# BP Clone Riser Block



## Everett (Mar 15, 2022)

Have to say a big thanks to @John Conroy for selling me his 6" riser block, and for wanting to come hang out and install it. Slightly different shade of gray but no biggie at all to me, I'm all about function over form. Went pretty painlessly and it was just great to have adult conversation again as I mostly converse with a preschooler and a 2-year-old, lol . . .

















Now just to finish cleaning and tramming it, and it's in service again! Got some goodies to add to it once it's functional (quill DRO, way protectors, etc.).


----------



## Brent H (Mar 15, 2022)

Great to see you getting a heads up in the world @Everett!  Bravo!!


----------



## DPittman (Mar 15, 2022)

Hey looks good Everett and John.  I'm sure that will add some nice capabilities to your mill.
I'm starting to miss talking to adults too, my first preschooler is soon a teenager and she already doesn't have much to say to me.


----------



## David_R8 (Mar 15, 2022)

Avert thine eyes, oh the indignity of mixed paint shades!
Looks great, no really, it does


----------



## PeterT (Mar 15, 2022)

Way to go boys. That will add a lot of utility to the machine. 

Fun facts: the max height from table to underside of quill is not that much different between a standard Bridgeport & RF-45 style import mill despite the weight & power difference. But on BP you can add a riser like shown to gain some attic room. The RF-45 is at the end of the trail, the gear head itself raises/lowers so limited by the dovetail column.


----------



## Everett (Mar 15, 2022)

@Brent H, I'm glad you got a "rise" out of it, lol


----------



## Susquatch (Mar 15, 2022)

Everett said:


> Slightly different shade of gray but no biggie at all to me, I'm all about function over form.



Despite you and others saying that it's no big deal, I think it's flat out ugly. I'd need to wear a welding Helmut in your shop. If you are gunna do stuff like that then at least go all in. Make it red or black or bright orange and make a real statement! Go big or don't go! 

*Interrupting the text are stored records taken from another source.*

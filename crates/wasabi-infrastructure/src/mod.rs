//! # Infrastructure Layer
//!
//! Cross-cutting concerns and the composition root for wasabi.
//!
//! ### Configuration & Composition
//! | Module | Description |
//! |--------|-------------|
//! | [`config`] | Defaults, TOML file and `WASABI_*` environment layering |
//! | [`di`] | `init_app` composition root and `AppContext` |
//! | [`constants`] | Infrastructure constants |
//!
//! ### Observability
//! | Module | Description |
//! |--------|-------------|
//! | [`logging`] | JSON structured logging with tracing |
//! | [`health`] | Health check registry |
//!
//! ### Runtime
//! | Module | Description |
//! |--------|-------------|
//! | [`infrastructure`] | Lifecycle, application scope, signals |
//! | [`banner`] | Startup banner |

pub mod banner;
pub mod config;
pub mod constants;
pub mod di;
pub mod health;
pub mod infrastructure;
pub mod logging;

pub use wasabi_domain::error_ext::ErrorContext;
//! Query log bridge
//!
//! Routes every executed statement through the structured logger. Bind
//! parameters never reach this type; only the statement text, the elapsed
//! time and the affected row count are recorded.

use std::time::Duration;
use tracing::Dispatch;
use tracing::{error, info, warn};

/// Verbosity of the query log bridge
#[derive(Debug, Clone, Copy, PartialEq, Eq, PartialOrd, Ord)]
pub enum QueryLogLevel {
    /// Nothing is logged
    Silent,
    /// Failed statements only
    Error,
    /// Failed and slow statements
    Warn,
    /// Every statement
    Info,
}

impl QueryLogLevel {
    /// `Info` in debug mode, `Warn` otherwise
    pub fn from_debug(debug: bool) -> Self {
        if debug { Self::Info } else { Self::Warn }
    }
}

/// Severity chosen for one executed statement
#[derive(Debug, Clone, Copy, PartialEq, Eq)]
pub enum QuerySeverity {
    Error,
    Warn,
    Info,
}

/// Logs executed statements with a severity derived from outcome and latency
#[derive(Clone)]
pub struct QueryLogger {
    level: QueryLogLevel,
    slow_threshold: Duration,
    dispatch: Dispatch,
}

impl QueryLogger {
    pub fn new(level: QueryLogLevel, slow_threshold: Duration, dispatch: Dispatch) -> Self {
        Self {
            level,
            slow_threshold,
            dispatch,
        }
    }

    pub fn level(&self) -> QueryLogLevel {
        self.level
    }

    pub fn slow_threshold(&self) -> Duration {
        self.slow_threshold
    }

    /// Decide the severity of a statement, or `None` when it is not logged
    ///
    /// Failures log at error, except "row not found" which is never an
    /// error line. Statements at or above the slow threshold log at warn.
    /// Anything else logs at info only when the bridge level is `Info`.
    pub fn classify(
        &self,
        elapsed: Duration,
        failure: Option<&sqlx::Error>,
    ) -> Option<QuerySeverity> {
        if self.level == QueryLogLevel::Silent {
            return None;
        }

        let failed = failure.is_some_and(|err| !matches!(err, sqlx::Error::RowNotFound));
        if failed && self.level >= QueryLogLevel::Error {
            Some(QuerySeverity::Error)
        } else if elapsed >= self.slow_threshold && self.level >= QueryLogLevel::Warn {
            Some(QuerySeverity::Warn)
        } else if self.level >= QueryLogLevel::Info {
            Some(QuerySeverity::Info)
        } else {
            None
        }
    }

    /// Log one executed statement
    pub fn trace(
        &self,
        statement: &str,
        elapsed: Duration,
        rows_affected: u64,
        failure: Option<&sqlx::Error>,
    ) {
        let Some(severity) = self.classify(elapsed, failure) else {
            return;
        };

        let elapsed_ms = elapsed.as_secs_f64() * 1000.0;
        tracing::dispatcher::with_default(&self.dispatch, || match severity {
            QuerySeverity::Error => error!(
                sql = statement,
                elapsed_ms,
                rows_affected,
                error = %failure.map_or_else(String::new, ToString::to_string),
                "query failed"
            ),
            QuerySeverity::Warn => warn!(
                sql = statement,
                elapsed_ms,
                rows_affected,
                threshold_ms = u64::try_from(self.slow_threshold.as_millis()).unwrap_or(u64::MAX),
                "slow query"
            ),
            QuerySeverity::Info => info!(sql = statement, elapsed_ms, rows_affected, "query"),
        });
    }
}

impl std::fmt::Debug for QueryLogger {
    fn fmt(&self, f: &mut std::fmt::Formatter<'_>) -> std::fmt::Result {
        f.debug_struct("QueryLogger")
            .field("level", &self.level)
            .field("slow_threshold", &self.slow_threshold)
            .finish_non_exhaustive()
    }
}
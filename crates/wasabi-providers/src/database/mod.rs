//! PostgreSQL adapter
//!
//! | Type | Role |
//! |------|------|
//! | [`PostgresDatabase`] | Pool handle with lifecycle hooks and traced queries |
//! | [`PostgresHealthChecker`] | On-demand ping |
//! | [`PoolSettings`] | Pool limits with defaults applied |
//! | [`QueryLogger`] | Statement log bridge |

pub mod pool;
pub mod postgres;
pub mod query_logger;

pub use pool::PoolSettings;
pub use postgres::{AffectedRows, PostgresDatabase, PostgresHealthChecker};
pub use query_logger::{QueryLogLevel, QueryLogger, QuerySeverity};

Nice add to your mill though. Do you lose anything? Or is most of any loss made up for by your vice?


----------



## Darren (Mar 15, 2022)

Nice work. I see a power drawbar in your future


----------



## Everett (Mar 15, 2022)

Lol @Susquatch - if you're ever in the area I have a variety of welding headgear to choose from!

It will help with stuff in the vise or rotary table. They have a decent amount of room under the quill but it gets eaten up quickly with tall work or fixturing. Thankfully the drawbar isn't too high up either.


----------



## John Conroy (Mar 15, 2022)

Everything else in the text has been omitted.